Nel dubbio, si preferisce non far scattare la protezione assicurativa e così le banche che hanno venduto l’assicurazione, cioè hanno incassato il premio, si tengono i soldi mentre quelle che l’hanno comprata possono utilizzare il contratto per l’uso che tutti immaginano. Chi ha avuto, ha avuto e amici come prima. Meglio così, del resto, che mettere in moto una reazione a catena forse inarrestabile, tanto più che le banche hanno svalutato in bilancio i loro crediti verso la Grecia e dunque l’operazione etichettata come “volontaria” non comporta ulteriori salassi per il bilancio.

Nel frattempo, le banche centrali, e la Bce in particolare, stanno inondando di liquidità il mercato e dunque consentono alle banche facili profitti: chi osa mettere in discussione gli interessi della gallina dalle uova d’oro? Ma chi ha comprato Cds, se solo avesse interesse a porsi al di fuori del sistema, avrebbe tutte le ragioni per considerarsi come quello che ha perso nell’incendio due terzi della casa e si sentisse dire che l’assicurazione non copre i danni perché la definizione che dà delle macerie fumanti non è esattamente quella dell’incendio.

Nessuno si sogna di dire che quanto sta succedendo è la dimostrazione lampante del fatto che il mercato dei Cds, come molti altri settori dei derivati, non solo è inefficiente, opaco e al di fuori di ogni controllo, ma soprattutto che è la dimostrazione di come le soluzioni della crisi dipendano sempre più non da considerazioni reali sull’economia dei Paesi e sulla loro capacità effettiva di sopportare i costi dell’aggiustamento, ma dalle esigenze del mondo della finanza.

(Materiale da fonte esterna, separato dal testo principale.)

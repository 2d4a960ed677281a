//! Simulated container and its failure process
//!
//! Each container runs an independent simulation task that sleeps a
//! randomized interval, then either fails (terminal) or advances its
//! workload counter. The task exits on failure or when its cancellation
//! token fires, whichever comes first.

use super::rng::BoxedRng;
use crate::error::{ClusterError, ClusterResult};
use crate::models::{ContainerId, ContainerView, NodeId};
use rand::Rng;
use std::sync::{Arc, Mutex, MutexGuard, PoisonError};
use std::time::Duration;
use tokio_util::sync::CancellationToken;
use tokio_util::task::TaskTracker;
use tracing::debug;

/// Failure and workload model shared by every container in a cluster
#[derive(Debug, Clone)]
pub struct ContainerSimConfig {
    /// Per-tick probability that a non-replica container fails
    pub fail_probability: f64,
    /// Shortest pause between simulation ticks
    pub tick_min: Duration,
    /// Longest pause between simulation ticks
    pub tick_max: Duration,
    /// Exclusive upper bound of the per-tick workload increment
    pub drift_max: u64,
    /// Exclusive upper bound of the initial workload counter
    pub initial_state_max: u64,
}

impl Default for ContainerSimConfig {
    fn default() -> Self {
        Self {
            fail_probability: 0.02,
            tick_min: Duration::from_millis(200),
            tick_max: Duration::from_millis(500),
            drift_max: 8,
            initial_state_max: 1000,
        }
    }
}

impl ContainerSimConfig {
    pub fn validate(&self) -> ClusterResult<()> {
        if !(0.0..=1.0).contains(&self.fail_probability) {
            return Err(ClusterError::InvalidConfig(format!(
                "fail_probability must be within [0, 1], got {}",
                self.fail_probability
            )));
        }
        if self.tick_max.is_zero() || self.tick_min > self.tick_max {
            return Err(ClusterError::InvalidConfig(format!(
                "tick range {:?}..={:?} is empty",
                self.tick_min, self.tick_max
            )));
        }
        Ok(())
    }

    fn next_tick(&self, rng: &mut BoxedRng) -> Duration {
        if self.tick_min == self.tick_max {
            self.tick_min
        } else {
            rng.gen_range(self.tick_min..=self.tick_max)
        }
    }

    pub(crate) fn initial_state(&self, rng: &mut BoxedRng) -> u64 {
        below(rng, self.initial_state_max)
    }
}

fn below(rng: &mut BoxedRng, bound: u64) -> u64 {
    if bound == 0 {
        0
    } else {
        rng.gen_range(0..bound)
    }
}

#[derive(Debug)]
struct HealthState {
    running: bool,
    simulated_state: u64,
}

/// Outcome of one simulation tick
#[derive(Debug, Clone, Copy, PartialEq, Eq)]
pub(crate) enum Tick {
    Progressed,
    Failed,
    /// Already non-running when the tick began
    Halted,
}

/// Health and progress shared between a container and its simulation task
#[derive(Debug)]
pub(crate) struct ContainerHealth {
    replica: bool,
    state: Mutex<HealthState>,
}

impl ContainerHealth {
    fn new(replica: bool, simulated_state: u64) -> Self {
        Self {
            replica,
            state: Mutex::new(HealthState {
                running: true,
                simulated_state,
            }),
        }
    }

    fn lock(&self) -> MutexGuard<'_, HealthState> {
        self.state.lock().unwrap_or_else(PoisonError::into_inner)
    }

    pub(crate) fn is_running(&self) -> bool {
        self.lock().running
    }

    /// Terminal transition to non-running
    ///
    /// Returns `true` only for the call that performed the transition.
    /// Replicas are immune and always return `false`.
    pub(crate) fn mark_failed(&self) -> bool {
        if self.replica {
            return false;
        }
        let mut state = self.lock();
        let was_running = state.running;
        state.running = false;
        was_running
    }

    pub(crate) fn tick(&self, rng: &mut BoxedRng, config: &ContainerSimConfig) -> Tick {
        let mut state = self.lock();
        if !state.running {
            return Tick::Halted;
        }
        if !self.replica && rng.gen_bool(config.fail_probability) {
            state.running = false;
            return Tick::Failed;
        }
        state.simulated_state = state
            .simulated_state
            .saturating_add(below(rng, config.drift_max));
        Tick::Progressed
    }
}

/// A container registered on exactly one node
///
/// `node_id` is a lookup key into the cluster, never an owning reference.
#[derive(Debug)]
pub struct Container {
    id: ContainerId,
    service: String,
    node_id: NodeId,
    health: Arc<ContainerHealth>,
    cancel: CancellationToken,
}

impl Container {
    pub(crate) fn new(
        id: ContainerId,
        service: impl Into<String>,
        node_id: NodeId,
        replica: bool,
        initial_state: u64,
        cancel: CancellationToken,
    ) -> Self {
        Self {
            id,
            service: service.into(),
            node_id,
            health: Arc::new(ContainerHealth::new(replica, initial_state)),
            cancel,
        }
    }

    pub fn id(&self) -> ContainerId {
        self.id
    }

    pub fn service(&self) -> &str {
        &self.service
    }

    pub fn node_id(&self) -> NodeId {
        self.node_id
    }

    pub fn is_replica(&self) -> bool {
        self.health.replica
    }

    pub fn is_running(&self) -> bool {
        self.health.is_running()
    }

    pub fn view(&self) -> ContainerView {
        let state = self.health.lock();
        ContainerView {
            id: self.id,
            service: self.service.clone(),
            node_id: self.node_id,
            running: state.running,
            simulated_state: state.simulated_state,
            replica: self.health.replica,
        }
    }

    /// External fault toggle; also stops the simulation task
    pub(crate) fn fail(&self) -> bool {
        let failed = self.health.mark_failed();
        if failed {
            self.cancel.cancel();
        }
        failed
    }

    /// Signal the simulation task to stop
    pub(crate) fn stop(&self) {
        self.cancel.cancel();
    }

    pub(crate) fn spawn_simulation(
        &self,
        tracker: &TaskTracker,
        config: ContainerSimConfig,
        rng: BoxedRng,
    ) {
        tracker.spawn(simulate(
            self.id,
            Arc::clone(&self.health),
            config,
            rng,
            self.cancel.clone(),
        ));
    }
}

async fn simulate(
    id: ContainerId,
    health: Arc<ContainerHealth>,
    config: ContainerSimConfig,
    mut rng: BoxedRng,
    cancel: CancellationToken,
) {
    loop {
        if cancel.is_cancelled() {
            debug!(container_id = id, "Container simulation stopped");
            return;
        }

        let pause = config.next_tick(&mut rng);
        tokio::select! {
            _ = cancel.cancelled() => {
                debug!(container_id = id, "Container simulation stopped");
                return;
            }
            _ = tokio::time::sleep(pause) => {}
        }

        match health.tick(&mut rng, &config) {
            Tick::Progressed => {}
            Tick::Failed => {
                debug!(container_id = id, "Container failed");
                return;
            }
            Tick::Halted => return,
        }
    }
}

Tutte queste considerazioni non fanno parte della real politik che guida le scelte del Fondo monetario e delle istituzioni europee nei confronti della Grecia. Spetta a Papademos che – guarda caso – fino a ieri sedeva nel consiglio direttivo della Bce, assicurare il consenso interno. Ma come dimostrano le cronache di questi giorni, non è detto che questa nuova tornata di sacrifici, ammesso che ottenga i voti in Parlamento, venga accettata da una popolazione sempre più esasperata.

Se così fosse, si apriranno due scenari molto inquietanti, che sono stati finora accuratamente nascosti sotto il tappeto. O un default conclamato che coinvolga tutti i creditori e non solo quelli privati, oppure una soluzione ancora più traumatica che associ il default all’uscita della Grecia dall’euro e forse anche dall’Unione europea. Scenari apocalittici, ma che diventeranno di drammatica attualità nei prossimi giorni.